Yeah, I cannot deny that I’m pretty excited to have Jake Mohan writing for MN Reads. I first discovered Jake’s writing years ago on his personal blog The Dependent Clause. His writing is so good that I cyberstalked him at Reveille and Utne. But now, I won’t have to look too far to find his musing on literature. They’ll be right here. Sweet! Oh, and one more thing about Jake, he’ll be teaching The Art of the Blog at The Loft this spring. If you have any interest in blogging or The Loft, you should look into the class.
What book(s) are you currently reading?
I have a choice with these questions: to answer dishonestly, thus making my tastes seem diverse and obscure, or to answer in a way that makes it embarrassingly apparent how indebted I am to, and smitten with, a very popular author. I’m going to go the second route, with all the attendant caveats in place.
So here goes: right now I’m re-reading Infinite Jest, a project I began over the summer but which attained a painful relevance after David Foster Wallace’s suicide in September.
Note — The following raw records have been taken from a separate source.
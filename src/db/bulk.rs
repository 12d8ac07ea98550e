//! Chunked appends to a POI sink.

use tracing::{debug, info};

use super::PoiSink;
use crate::error::Result;
use crate::models::PoiRecord;

/// Buffers records and appends them to the sink one chunk at a time
pub struct BulkWriter<'s, S: PoiSink> {
    sink: &'s mut S,
    chunk_size: usize,
    buffer: Vec<PoiRecord>,
    total_written: u64,
}

/// Postgres caps a statement at 65535 bind parameters, five per row
pub const MAX_CHUNK_SIZE: usize = u16::MAX as usize / PoiRecord::COLUMNS.len();

impl<'s, S: PoiSink> BulkWriter<'s, S> {
    /// Create a new bulk writer; the chunk size is clamped to `1..=MAX_CHUNK_SIZE`
    pub fn new(sink: &'s mut S, chunk_size: usize) -> Self {
        let chunk_size = chunk_size.clamp(1, MAX_CHUNK_SIZE);
        Self {
            sink,
            chunk_size,
            buffer: Vec::with_capacity(chunk_size),
            total_written: 0,
        }
    }

    /// Add a record to the buffer, flushing if the chunk is full
    pub async fn add(&mut self, record: PoiRecord) -> Result<()> {
        self.buffer.push(record);

        if self.buffer.len() >= self.chunk_size {
            self.flush().await?;
        }

        Ok(())
    }

    /// Append the buffered chunk to the sink
    pub async fn flush(&mut self) -> Result<()> {
        if self.buffer.is_empty() {
            return Ok(());
        }

        let rows = std::mem::replace(&mut self.buffer, Vec::with_capacity(self.chunk_size));
        debug!("Appending chunk of {} rows", rows.len());

        self.total_written += self.sink.append(&rows).await?;
        Ok(())
    }

    /// Flush what is left and return the number of rows written
    pub async fn finish(mut self) -> Result<u64> {
        self.flush().await?;
        Ok(self.total_written)
    }

    pub fn written(&self) -> u64 {
        self.total_written
    }
}

/// What happened to a batch of harvested records
#[derive(Debug, Clone, Copy, PartialEq, Eq)]
pub enum WriteOutcome {
    /// Nothing was harvested, so the sink was not touched
    Skipped,
    Written(u64),
}

/// Append all records in chunks of `chunk_size`; an empty list skips the write
pub async fn write_records<S: PoiSink>(
    sink: &mut S,
    records: Vec<PoiRecord>,
    chunk_size: usize,
) -> Result<WriteOutcome> {
    if records.is_empty() {
        info!("No POI data was obtained; nothing written to the database");
        return Ok(WriteOutcome::Skipped);
    }

    let mut writer = BulkWriter::new(sink, chunk_size);
    for record in records {
        writer.add(record).await?;
    }
    let written = writer.finish().await?;

    info!("Successfully wrote {} records to the database", written);
    Ok(WriteOutcome::Written(written))
}

/// [`write_records`], then close the sink whether or not the write succeeded
pub async fn write_and_close<S: PoiSink>(
    mut sink: S,
    records: Vec<PoiRecord>,
    chunk_size: usize,
) -> Result<WriteOutcome> {
    let result = write_records(&mut sink, records, chunk_size).await;
    sink.close().await;
    result
}
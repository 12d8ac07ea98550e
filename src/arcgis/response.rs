//! ArcGIS feature query payloads and their flattening into POI rows.

use serde::Deserialize;
use serde_json::{Map, Value};

use crate::models::PoiRecord;

/// Response body of a MapServer layer `query` with `f=json`
#[derive(Debug, Default, Deserialize)]
#[serde(rename_all = "camelCase")]
pub struct FeatureSet {
    #[serde(default)]
    pub features: Vec<Feature>,

    /// Set when the layer's max record count cut the result short
    #[serde(default)]
    pub exceeded_transfer_limit: bool,

    #[serde(default)]
    pub error: Option<ServiceError>,
}

#[derive(Debug, Deserialize)]
pub struct Feature {
    #[serde(default)]
    pub attributes: Option<Map<String, Value>>,
    #[serde(default)]
    pub geometry: Option<PointGeometry>,
}

#[derive(Debug, Deserialize)]
pub struct PointGeometry {
    pub x: Option<f64>,
    pub y: Option<f64>,
}

#[derive(Debug, Clone, Deserialize)]
pub struct ServiceError {
    pub code: i64,
    #[serde(default)]
    pub message: String,
}

/// Attribute keys read from each feature
#[derive(Debug, Clone, Deserialize)]
#[serde(default)]
pub struct AttributeKeys {
    pub name: String,
    pub category: String,
}

impl Default for AttributeKeys {
    fn default() -> Self {
        Self {
            name: "NAME".to_string(),
            category: "CATEGORY".to_string(),
        }
    }
}

/// Map every feature to a record tagged with `area_code`
pub fn flatten_features(set: &FeatureSet, area_code: &str, keys: &AttributeKeys) -> Vec<PoiRecord> {
    set.features
        .iter()
        .map(|feature| {
            let attrs = feature.attributes.as_ref();
            let geom = feature.geometry.as_ref();
            PoiRecord {
                name: attrs.and_then(|a| attribute_text(a, &keys.name)),
                category: attrs.and_then(|a| attribute_text(a, &keys.category)),
                longitude: geom.and_then(|g| g.x),
                latitude: geom.and_then(|g| g.y),
                sa2_code: area_code.to_string(),
            }
        })
        .collect()
}

fn attribute_text(attrs: &Map<String, Value>, key: &str) -> Option<String> {
    match attrs.get(key)? {
        Value::Null => None,
        Value::String(s) => Some(s.clone()),
        other => Some(other.to_string()),
    }
}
I’ve also been dipping into The Boys of My Youth by Jo Ann Beard, and the 2008 Best American Essays, edited by Adam Gopnik.
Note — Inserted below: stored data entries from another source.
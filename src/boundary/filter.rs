//! Region group selection.

use hashbrown::HashSet;

use crate::models::Area;

/// Keep only the areas whose group code equals `group_code`
pub fn filter_by_group(areas: Vec<Area>, group_code: &str) -> Vec<Area> {
    areas
        .into_iter()
        .filter(|area| area.group_code == group_code)
        .collect()
}

/// Unique (code, name) pairs in first-seen order
pub fn distinct_areas(areas: &[Area]) -> Vec<(&str, &str)> {
    let mut seen = HashSet::new();
    areas
        .iter()
        .map(|area| (area.code.as_str(), area.name.as_str()))
        .filter(|pair| seen.insert(*pair))
        .collect()
}

#[cfg(test)]
mod tests {
    use super::*;

    fn area(code: &str, name: &str, group: &str) -> Area {
        Area {
            code: code.to_string(),
            name: name.to_string(),
            group_code: group.to_string(),
            geometry: None,
        }
    }

    #[test]
    fn test_filter_keeps_only_matching_group() {
        let areas = vec![
            area("102011028", "Avoca Beach - Copacabana", "102"),
            area("101021007", "Braidwood", "101"),
            area("102011029", "Box Head - MacMasters Beach", "102"),
            area("1020", "Prefix only", "1020"),
        ];

        let selected = filter_by_group(areas, "102");
        let codes: Vec<&str> = selected.iter().map(|a| a.code.as_str()).collect();
        assert_eq!(codes, vec!["102011028", "102011029"]);
    }

    #[test]
    fn test_filter_no_match() {
        let areas = vec![area("101021007", "Braidwood", "101")];
        assert!(filter_by_group(areas, "102").is_empty());
    }

    #[test]
    fn test_distinct_areas_preserves_order() {
        let areas = vec![
            area("102011030", "Calga - Kulnura", "102"),
            area("102011028", "Avoca Beach - Copacabana", "102"),
            area("102011030", "Calga - Kulnura", "102"),
        ];

        assert_eq!(
            distinct_areas(&areas),
            vec![
                ("102011030", "Calga - Kulnura"),
                ("102011028", "Avoca Beach - Copacabana"),
            ]
        );
    }
}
Have you ever had a crush on a fictional character? Who?
Rosemarie Hoyt in Tender Is The Night. Margarita in The Master & Margarita. Zooey in Franny & Zooey. Penny from Inspector Gadget.
If your favorite author came to Minnesota, who would it be and what bar would you take him/her to?
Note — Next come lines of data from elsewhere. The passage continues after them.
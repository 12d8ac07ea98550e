//! Statistical area records read from the boundary shapefile.

use std::fmt;

use geo::{BoundingRect, MultiPolygon};
use serde::{Deserialize, Serialize};

/// A single sub-area (SA2) with the group (SA4) it belongs to
#[derive(Debug, Clone)]
pub struct Area {
    /// Sub-area code, e.g. "102011028"
    pub code: String,
    pub name: String,
    /// Region group code, e.g. "102"
    pub group_code: String,
    /// Boundary polygon(s); `None` for rows stored with a null shape
    pub geometry: Option<MultiPolygon<f64>>,
}

impl Area {
    /// Get the bounding box of this area as (min_x, min_y, max_x, max_y)
    pub fn bounds(&self) -> Option<(f64, f64, f64, f64)> {
        self.geometry
            .as_ref()?
            .bounding_rect()
            .map(|rect| (rect.min().x, rect.min().y, rect.max().x, rect.max().y))
    }

    /// Query envelope covering the whole area
    pub fn envelope(&self) -> Option<Envelope> {
        self.bounds()
            .map(|(min_x, min_y, max_x, max_y)| Envelope::new(min_x, min_y, max_x, max_y))
    }
}

/// Axis-aligned bounding box used as a query geometry
#[derive(Debug, Clone, Copy, PartialEq, Serialize, Deserialize)]
pub struct Envelope {
    pub min_x: f64,
    pub min_y: f64,
    pub max_x: f64,
    pub max_y: f64,
}

impl Envelope {
    pub fn new(min_x: f64, min_y: f64, max_x: f64, max_y: f64) -> Self {
        Self {
            min_x,
            min_y,
            max_x,
            max_y,
        }
    }
}

/// Renders as `minx,miny,maxx,maxy`, the form the envelope query parameter expects
impl fmt::Display for Envelope {
    fn fmt(&self, f: &mut fmt::Formatter<'_>) -> fmt::Result {
        write!(
            f,
            "{},{},{},{}",
            self.min_x, self.min_y, self.max_x, self.max_y
        )
    }
}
Again, my obsessive fealty to one author presents itself: Since September, however, the limitations of the metaphysical plane have prevented me from doing much of anything with my favorite author. Of those still alive, I’d like to hang out with Jonathan Lethem. Maybe take him to the 331 or the Kitty Kat Club. He seems like a laid-back guy, and he likes to talk and write about music.
What was your first favorite book?
After Goodnight Moon, it was probably an embarrassing sci-fi/fantasy title — the Dragonlance books or Ender’s Game. (With Tales of a Fourth Grade Nothing in there somewhere.) Beginning in high school I clung fast to the books my favorite English teachers assigned — Wuthering Heights, To Kill a Mockingbird, the usuals.
Let’s say Fahrenheit 451 comes to life, which book would you become in order to save it from annihilation?
Again, I’m going to appear terribly one-dimensional by saying Infinite Jest. But there’d probably be a long line of others already prepared to become that book. So maybe something slightly more obscure, like The Sheltering Sky.
What is one book you haven’t read but want to read before you die?
Any of the Russian masters, I’m shamefully underread in that regard. The Brothers Karamazov, especially. My father was a professor of Russian literature and every year that passes without my reading more Dostoevsky or Tolstoy seems like a waste.